*Problem to solve*
Copy every line below precisely, leaving nothing out.

*Data section*
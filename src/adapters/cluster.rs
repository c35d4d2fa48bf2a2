//! Applying a deployment descriptor to the cluster
//!
//! The descriptor is rendered into typed Kubernetes objects (one Secret per
//! credential bundle, the Services, and a Deployment for the workload
//! container) and applied with server-side apply. Every object is owned by
//! the `MlflowServer` resource so deleting it garbage-collects the workload.

use k8s_openapi::api::apps::v1::Deployment;
use k8s_openapi::api::core::v1::{Secret, Service};
use k8s_openapi::apimachinery::pkg::apis::meta::v1::OwnerReference;
use kube::{
    api::{Patch, PatchParams},
    Api, Client, Resource, ResourceExt,
};
use serde_json::{json, Value};
use tracing::{debug, info};

use crate::crd::MlflowServer;
use crate::descriptor::{ContainerSpec, DeploymentDescriptor, EnvValue};
use crate::error::{Error, Result};

use super::secrets::{docker_config, encode_secret_values, RegistryCredentials};

/// Field manager used for server-side apply
pub const FIELD_MANAGER: &str = "mlflow-operator";

const NAME_LABEL: &str = "app.kubernetes.io/name";
const MANAGED_BY_LABEL: &str = "app.kubernetes.io/managed-by";

/// Name of the image pull secret for an application
pub fn pull_secret_name(app_name: &str) -> String {
    format!("{}-oci-image", app_name)
}

/// Kubernetes objects rendered from a descriptor
#[derive(Clone, Debug)]
pub struct WorkloadManifests {
    pub secrets: Vec<Secret>,
    pub services: Vec<Service>,
    pub deployment: Deployment,
}

/// Render the descriptor as Kubernetes objects
pub fn render_manifests(
    app_name: &str,
    namespace: &str,
    owner: Option<OwnerReference>,
    descriptor: &DeploymentDescriptor,
) -> Result<WorkloadManifests> {
    let metadata = |name: &str| {
        json!({
            "name": name,
            "namespace": namespace,
            "labels": {
                NAME_LABEL: app_name,
                MANAGED_BY_LABEL: FIELD_MANAGER,
            },
            "ownerReferences": owner.iter().collect::<Vec<_>>(),
        })
    };

    // Secret values are already base64 encoded, which is how `data` is
    // carried on the wire.
    let mut secrets = descriptor
        .kubernetes_resources
        .secrets
        .iter()
        .map(|secret| {
            serde_json::from_value(json!({
                "apiVersion": "v1",
                "kind": "Secret",
                "metadata": metadata(&secret.name),
                "type": "Opaque",
                "data": secret.data,
            }))
        })
        .collect::<std::result::Result<Vec<Secret>, _>>()?;

    let logins: Vec<RegistryCredentials> = descriptor
        .containers
        .iter()
        .filter_map(|c| {
            let image = &c.image_details;
            RegistryCredentials::for_image(
                &image.image_path,
                image.username.as_deref(),
                image.password.as_deref(),
            )
        })
        .collect();
    let pull_secret = if logins.is_empty() {
        None
    } else {
        let name = pull_secret_name(app_name);
        let secret: Secret = serde_json::from_value(json!({
            "apiVersion": "v1",
            "kind": "Secret",
            "metadata": metadata(&name),
            "type": "kubernetes.io/dockerconfigjson",
            "data": encode_secret_values(&docker_config(&logins)),
        }))?;
        secrets.push(secret);
        Some(name)
    };

    let services = descriptor
        .kubernetes_resources
        .services
        .iter()
        .map(|service| {
            serde_json::from_value(json!({
                "apiVersion": "v1",
                "kind": "Service",
                "metadata": metadata(&service.name),
                "spec": {
                    "type": service.spec.type_.as_str(),
                    "selector": service.spec.selector,
                    "ports": service.spec.ports,
                },
            }))
        })
        .collect::<std::result::Result<Vec<Service>, _>>()?;

    let containers = descriptor
        .containers
        .iter()
        .map(container_manifest)
        .collect::<Vec<_>>();
    if containers.is_empty() {
        return Err(Error::validation("Deployment descriptor has no containers"));
    }

    let deployment = serde_json::from_value(json!({
        "apiVersion": "apps/v1",
        "kind": "Deployment",
        "metadata": metadata(app_name),
        "spec": {
            "replicas": 1,
            "selector": { "matchLabels": { NAME_LABEL: app_name } },
            "template": {
                "metadata": { "labels": { NAME_LABEL: app_name } },
                "spec": {
                    "containers": containers,
                    "imagePullSecrets": pull_secret
                        .iter()
                        .map(|name| json!({ "name": name }))
                        .collect::<Vec<_>>(),
                },
            },
        },
    }))?;

    Ok(WorkloadManifests {
        secrets,
        services,
        deployment,
    })
}

fn container_manifest(container: &ContainerSpec) -> Value {
    let mut env_from = Vec::new();
    let mut env = Vec::new();
    for (name, value) in &container.env_config {
        match value {
            EnvValue::Secret { secret } => {
                env_from.push(json!({ "secretRef": { "name": secret.name } }))
            }
            EnvValue::Literal(value) => env.push(json!({ "name": name, "value": value })),
        }
    }

    let ports: Vec<Value> = container
        .ports
        .iter()
        .map(|p| json!({ "name": p.name, "containerPort": p.container_port }))
        .collect();

    let mut manifest = json!({
        "name": container.name,
        "image": container.image_details.image_path,
        "args": container.args,
        "ports": ports,
        "env": env,
        "envFrom": env_from,
    });
    if let Some(policy) = &container.image_details.pull_policy {
        manifest["imagePullPolicy"] = json!(policy);
    }
    manifest
}

/// Apply a descriptor for the given resource
pub async fn apply_descriptor(
    client: &Client,
    server: &MlflowServer,
    descriptor: &DeploymentDescriptor,
) -> Result<()> {
    let app_name = server.name_any();
    let namespace = server
        .namespace()
        .ok_or(Error::MissingObjectKey(".metadata.namespace"))?;
    let owner = server.controller_owner_ref(&());

    let manifests = render_manifests(&app_name, &namespace, owner, descriptor)?;
    let params = PatchParams::apply(FIELD_MANAGER).force();

    let secrets: Api<Secret> = Api::namespaced(client.clone(), &namespace);
    for secret in &manifests.secrets {
        let name = secret.name_any();
        secrets.patch(&name, &params, &Patch::Apply(secret)).await?;
        debug!(name = %name, "Applied secret");
    }

    let services: Api<Service> = Api::namespaced(client.clone(), &namespace);
    for service in &manifests.services {
        let name = service.name_any();
        services.patch(&name, &params, &Patch::Apply(service)).await?;
        debug!(name = %name, "Applied service");
    }

    let deployments: Api<Deployment> = Api::namespaced(client.clone(), &namespace);
    deployments
        .patch(&app_name, &params, &Patch::Apply(&manifests.deployment))
        .await?;

    info!(
        name = %app_name,
        namespace = %namespace,
        secrets = manifests.secrets.len(),
        services = manifests.services.len(),
        "Applied deployment descriptor"
    );
    Ok(())
}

*Response box*
filename src/adapters/cluster.rs
repository c35d4d2fa48bf2a2
//! Applying a deployment descriptor to the cluster
//!
//! The descriptor is rendered into typed Kubernetes objects (one Secret per
//! credential bundle, the Services, and a Deployment for the workload
//! container) and applied with server-side apply. Every object is owned by
//! the `MlflowServer` resource so deleting it garbage-collects the workload.

use k8s_openapi::api::apps::v1::Deployment;
use k8s_openapi::api::core::v1::{Secret, Service};
use k8s_openapi::apimachinery::pkg::apis::meta::v1::OwnerReference;
use kube::{
    api::{Patch, PatchParams},
    Api, Client, Resource, ResourceExt,
};
use serde_json::{json, Value};
use tracing::{debug, info};

use crate::crd::MlflowServer;
use crate::descriptor::{ContainerSpec, DeploymentDescriptor, EnvValue};
use crate::error::{Error, Result};

use super::secrets::{docker_config, encode_secret_values, RegistryCredentials};

/// Field manager used for server-side apply
pub const FIELD_MANAGER: &str = "mlflow-operator";

const NAME_LABEL: &str = "app.kubernetes.io/name";
const MANAGED_BY_LABEL: &str = "app.kubernetes.io/managed-by";

/// Name of the image pull secret for an application
pub fn pull_secret_name(app_name: &str) -> String {
    format!("{}-oci-image", app_name)
}

/// Kubernetes objects rendered from a descriptor
#[derive(Clone, Debug)]
pub struct WorkloadManifests {
    pub secrets: Vec<Secret>,
    pub services: Vec<Service>,
    pub deployment: Deployment,
}

/// Render the descriptor as Kubernetes objects
pub fn render_manifests(
    app_name: &str,
    namespace: &str,
    owner: Option<OwnerReference>,
    descriptor: &DeploymentDescriptor,
) -> Result<WorkloadManifests> {
    let metadata = |name: &str| {
        json!({
            "name": name,
            "namespace": namespace,
            "labels": {
                NAME_LABEL: app_name,
                MANAGED_BY_LABEL: FIELD_MANAGER,
            },
            "ownerReferences": owner.iter().collect::<Vec<_>>(),
        })
    };

    // Secret values are already base64 encoded, which is how `data` is
    // carried on the wire.
    let mut secrets = descriptor
        .kubernetes_resources
        .secrets
        .iter()
        .map(|secret| {
            serde_json::from_value(json!({
                "apiVersion": "v1",
                "kind": "Secret",
                "metadata": metadata(&secret.name),
                "type": "Opaque",
                "data": secret.data,
            }))
        })
        .collect::<std::result::Result<Vec<Secret>, _>>()?;

    let logins: Vec<RegistryCredentials> = descriptor
        .containers
        .iter()
        .filter_map(|c| {
            let image = &c.image_details;
            RegistryCredentials::for_image(
                &image.image_path,
                image.username.as_deref(),
                image.password.as_deref(),
            )
        })
        .collect();
    let pull_secret = if logins.is_empty() {
        None
    } else {
        let name = pull_secret_name(app_name);
        let secret: Secret = serde_json::from_value(json!({
            "apiVersion": "v1",
            "kind": "Secret",
            "metadata": metadata(&name),
            "type": "kubernetes.io/dockerconfigjson",
            "data": encode_secret_values(&docker_config(&logins)),
        }))?;
        secrets.push(secret);
        Some(name)
    };

    let services = descriptor
        .kubernetes_resources
        .services
        .iter()
        .map(|service| {
            serde_json::from_value(json!({
                "apiVersion": "v1",
                "kind": "Service",
                "metadata": metadata(&service.name),
                "spec": {
                    "type": service.spec.type_.as_str(),
                    "selector": service.spec.selector,
                    "ports": service.spec.ports,
                },
            }))
        })
        .collect::<std::result::Result<Vec<Service>, _>>()?;

    let containers = descriptor
        .containers
        .iter()
        .map(container_manifest)
        .collect::<Vec<_>>();
    if containers.is_empty() {
        return Err(Error::validation("Deployment descriptor has no containers"));
    }

    let deployment = serde_json::from_value(json!({
        "apiVersion": "apps/v1",
        "kind": "Deployment",
        "metadata": metadata(app_name),
        "spec": {
            "replicas": 1,
            "selector": { "matchLabels": { NAME_LABEL: app_name } },
            "template": {
                "metadata": { "labels": { NAME_LABEL: app_name } },
                "spec": {
                    "containers": containers,
                    "imagePullSecrets": pull_secret
                        .iter()
                        .map(|name| json!({ "name": name }))
                        .collect::<Vec<_>>(),
                },
            },
        },
    }))?;

    Ok(WorkloadManifests {
        secrets,
        services,
        deployment,
    })
}

fn container_manifest(container: &ContainerSpec) -> Value {
    let mut env_from = Vec::new();
    let mut env = Vec::new();
    for (name, value) in &container.env_config {
        match value {
            EnvValue::Secret { secret } => {
                env_from.push(json!({ "secretRef": { "name": secret.name } }))
            }
            EnvValue::Literal(value) => env.push(json!({ "name": name, "value": value })),
        }
    }

    let ports: Vec<Value> = container
        .ports
        .iter()
        .map(|p| json!({ "name": p.name, "containerPort": p.container_port }))
        .collect();

    let mut manifest = json!({
        "name": container.name,
        "image": container.image_details.image_path,
        "args": container.args,
        "ports": ports,
        "env": env,
        "envFrom": env_from,
    });
    if let Some(policy) = &container.image_details.pull_policy {
        manifest["imagePullPolicy"] = json!(policy);
    }
    manifest
}

/// Apply a descriptor for the given resource
pub async fn apply_descriptor(
    client: &Client,
    server: &MlflowServer,
    descriptor: &DeploymentDescriptor,
) -> Result<()> {
    let app_name = server.name_any();
    let namespace = server
        .namespace()
        .ok_or(Error::MissingObjectKey(".metadata.namespace"))?;
    let owner = server.controller_owner_ref(&());

    let manifests = render_manifests(&app_name, &namespace, owner, descriptor)?;
    let params = PatchParams::apply(FIELD_MANAGER).force();

    let secrets: Api<Secret> = Api::namespaced(client.clone(), &namespace);
    for secret in &manifests.secrets {
        let name = secret.name_any();
        secrets.patch(&name, &params, &Patch::Apply(secret)).await?;
        debug!(name = %name, "Applied secret");
    }

    let services: Api<Service> = Api::namespaced(client.clone(), &namespace);
    for service in &manifests.services {
        let name = service.name_any();
        services.patch(&name, &params, &Patch::Apply(service)).await?;
        debug!(name = %name, "Applied service");
    }

    let deployments: Api<Deployment> = Api::namespaced(client.clone(), &namespace);
    deployments
        .patch(&app_name, &params, &Patch::Apply(&manifests.deployment))
        .await?;

    info!(
        name = %app_name,
        namespace = %namespace,
        secrets = manifests.secrets.len(),
        services = manifests.services.len(),
        "Applied deployment descriptor"
    );
    Ok(())
}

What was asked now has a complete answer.